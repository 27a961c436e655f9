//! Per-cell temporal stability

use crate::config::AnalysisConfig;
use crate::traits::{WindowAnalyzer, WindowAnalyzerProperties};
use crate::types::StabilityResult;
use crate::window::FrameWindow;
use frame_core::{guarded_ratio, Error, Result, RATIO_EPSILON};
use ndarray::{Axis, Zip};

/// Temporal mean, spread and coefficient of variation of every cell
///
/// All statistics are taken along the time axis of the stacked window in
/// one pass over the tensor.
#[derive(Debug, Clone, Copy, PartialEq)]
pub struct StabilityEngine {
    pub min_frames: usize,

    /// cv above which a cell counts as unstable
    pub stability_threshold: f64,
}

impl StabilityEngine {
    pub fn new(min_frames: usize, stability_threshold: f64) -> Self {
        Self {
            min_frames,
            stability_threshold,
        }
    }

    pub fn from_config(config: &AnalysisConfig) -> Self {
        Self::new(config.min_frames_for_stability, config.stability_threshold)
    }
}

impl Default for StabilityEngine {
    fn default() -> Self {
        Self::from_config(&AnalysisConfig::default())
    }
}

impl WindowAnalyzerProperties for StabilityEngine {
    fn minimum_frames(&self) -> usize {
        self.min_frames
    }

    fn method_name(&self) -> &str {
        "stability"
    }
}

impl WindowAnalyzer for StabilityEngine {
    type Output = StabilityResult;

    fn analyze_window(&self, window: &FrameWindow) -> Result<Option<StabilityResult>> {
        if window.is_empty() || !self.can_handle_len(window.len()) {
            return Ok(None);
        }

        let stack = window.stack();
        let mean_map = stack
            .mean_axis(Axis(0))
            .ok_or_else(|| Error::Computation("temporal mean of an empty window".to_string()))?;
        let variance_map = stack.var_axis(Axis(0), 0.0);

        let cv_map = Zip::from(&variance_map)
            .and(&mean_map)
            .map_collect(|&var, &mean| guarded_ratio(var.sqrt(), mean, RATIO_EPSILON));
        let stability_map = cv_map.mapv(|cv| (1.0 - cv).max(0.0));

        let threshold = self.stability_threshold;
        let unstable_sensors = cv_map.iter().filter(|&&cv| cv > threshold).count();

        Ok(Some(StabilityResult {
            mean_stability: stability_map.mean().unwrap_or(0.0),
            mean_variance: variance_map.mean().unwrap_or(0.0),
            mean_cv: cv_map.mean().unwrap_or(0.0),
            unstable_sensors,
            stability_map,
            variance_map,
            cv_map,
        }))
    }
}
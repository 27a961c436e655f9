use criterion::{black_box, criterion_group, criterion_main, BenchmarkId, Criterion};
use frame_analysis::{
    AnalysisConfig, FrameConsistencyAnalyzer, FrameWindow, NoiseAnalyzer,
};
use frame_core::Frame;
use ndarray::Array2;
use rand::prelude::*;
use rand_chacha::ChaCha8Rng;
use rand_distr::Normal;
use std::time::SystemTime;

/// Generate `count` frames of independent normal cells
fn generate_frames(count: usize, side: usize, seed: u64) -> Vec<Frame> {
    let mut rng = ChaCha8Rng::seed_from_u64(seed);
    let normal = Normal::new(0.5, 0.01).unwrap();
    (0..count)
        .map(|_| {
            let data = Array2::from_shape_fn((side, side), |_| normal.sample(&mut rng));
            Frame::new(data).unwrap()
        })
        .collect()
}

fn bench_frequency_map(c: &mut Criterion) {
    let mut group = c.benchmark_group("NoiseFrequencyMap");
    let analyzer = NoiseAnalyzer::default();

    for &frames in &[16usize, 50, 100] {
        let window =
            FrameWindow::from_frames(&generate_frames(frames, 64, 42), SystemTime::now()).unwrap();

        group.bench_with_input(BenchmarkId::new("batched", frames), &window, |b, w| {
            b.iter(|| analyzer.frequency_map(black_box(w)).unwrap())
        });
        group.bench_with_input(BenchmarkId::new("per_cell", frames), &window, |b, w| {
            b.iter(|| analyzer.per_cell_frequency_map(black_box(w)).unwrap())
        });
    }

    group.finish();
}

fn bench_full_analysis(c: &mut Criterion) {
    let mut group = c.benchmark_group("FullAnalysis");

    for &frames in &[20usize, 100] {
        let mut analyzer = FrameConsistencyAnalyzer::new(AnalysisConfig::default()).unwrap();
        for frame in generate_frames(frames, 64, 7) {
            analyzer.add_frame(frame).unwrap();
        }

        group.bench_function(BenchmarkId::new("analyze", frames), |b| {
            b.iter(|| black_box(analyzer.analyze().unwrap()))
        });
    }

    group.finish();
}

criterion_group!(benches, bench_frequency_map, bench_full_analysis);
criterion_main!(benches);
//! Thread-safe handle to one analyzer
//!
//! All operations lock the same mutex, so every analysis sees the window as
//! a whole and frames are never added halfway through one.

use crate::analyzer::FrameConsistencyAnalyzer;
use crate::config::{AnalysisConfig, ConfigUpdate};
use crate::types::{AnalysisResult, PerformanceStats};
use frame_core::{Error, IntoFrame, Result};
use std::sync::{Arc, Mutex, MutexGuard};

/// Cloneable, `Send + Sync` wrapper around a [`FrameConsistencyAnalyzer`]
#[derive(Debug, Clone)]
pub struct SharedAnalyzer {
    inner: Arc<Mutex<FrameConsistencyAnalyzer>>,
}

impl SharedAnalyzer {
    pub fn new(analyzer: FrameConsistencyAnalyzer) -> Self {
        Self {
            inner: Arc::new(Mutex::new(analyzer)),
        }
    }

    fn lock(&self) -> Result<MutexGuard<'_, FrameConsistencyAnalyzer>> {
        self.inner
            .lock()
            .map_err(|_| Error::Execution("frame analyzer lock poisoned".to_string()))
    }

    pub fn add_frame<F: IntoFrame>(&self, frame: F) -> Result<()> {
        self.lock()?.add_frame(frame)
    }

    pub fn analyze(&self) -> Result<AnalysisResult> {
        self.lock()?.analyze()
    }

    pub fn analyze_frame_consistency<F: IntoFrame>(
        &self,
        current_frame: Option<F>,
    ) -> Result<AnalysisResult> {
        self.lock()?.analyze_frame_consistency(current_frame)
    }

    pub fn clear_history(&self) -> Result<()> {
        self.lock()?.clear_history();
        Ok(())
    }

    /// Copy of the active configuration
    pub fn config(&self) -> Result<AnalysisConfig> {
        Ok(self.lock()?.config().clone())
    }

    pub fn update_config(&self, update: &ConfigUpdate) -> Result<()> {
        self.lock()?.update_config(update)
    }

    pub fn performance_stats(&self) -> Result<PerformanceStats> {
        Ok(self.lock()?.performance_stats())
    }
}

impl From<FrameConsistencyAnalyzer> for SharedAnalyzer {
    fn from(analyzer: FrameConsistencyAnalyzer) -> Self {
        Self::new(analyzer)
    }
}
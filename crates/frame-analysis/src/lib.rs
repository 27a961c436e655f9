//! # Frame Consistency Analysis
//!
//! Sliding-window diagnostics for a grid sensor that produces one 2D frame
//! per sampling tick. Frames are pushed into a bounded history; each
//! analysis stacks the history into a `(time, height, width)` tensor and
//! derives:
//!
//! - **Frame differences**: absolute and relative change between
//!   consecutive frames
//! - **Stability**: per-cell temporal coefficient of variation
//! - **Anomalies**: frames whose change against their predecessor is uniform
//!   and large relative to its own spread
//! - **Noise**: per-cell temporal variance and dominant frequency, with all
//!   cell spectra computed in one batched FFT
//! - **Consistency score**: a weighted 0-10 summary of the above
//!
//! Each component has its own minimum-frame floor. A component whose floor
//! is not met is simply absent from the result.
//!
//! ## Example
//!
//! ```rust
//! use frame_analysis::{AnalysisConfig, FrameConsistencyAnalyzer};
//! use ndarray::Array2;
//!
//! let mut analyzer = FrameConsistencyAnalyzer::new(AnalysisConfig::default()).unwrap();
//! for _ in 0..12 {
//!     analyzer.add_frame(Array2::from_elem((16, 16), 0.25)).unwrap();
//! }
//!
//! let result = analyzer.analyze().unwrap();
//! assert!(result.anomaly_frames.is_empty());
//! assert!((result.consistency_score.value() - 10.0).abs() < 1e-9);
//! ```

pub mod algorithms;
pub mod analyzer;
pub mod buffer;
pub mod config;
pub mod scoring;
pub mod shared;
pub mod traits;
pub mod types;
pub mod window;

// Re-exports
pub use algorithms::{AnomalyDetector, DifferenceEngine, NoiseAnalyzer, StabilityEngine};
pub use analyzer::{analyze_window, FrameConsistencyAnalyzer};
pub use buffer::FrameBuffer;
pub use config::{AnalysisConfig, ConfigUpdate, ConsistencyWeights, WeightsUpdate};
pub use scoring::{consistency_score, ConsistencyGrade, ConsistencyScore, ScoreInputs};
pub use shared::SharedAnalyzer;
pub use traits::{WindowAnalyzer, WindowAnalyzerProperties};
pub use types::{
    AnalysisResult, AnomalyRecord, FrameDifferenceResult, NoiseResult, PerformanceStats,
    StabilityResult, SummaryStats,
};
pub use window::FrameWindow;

——————————

(Task to complete)
Every line in the listing that holds "coefficient" belongs in the answer.

(Written response)
/// Temporal mean, spread and coefficient of variation of every cell
//! - **Stability**: per-cell temporal coefficient of variation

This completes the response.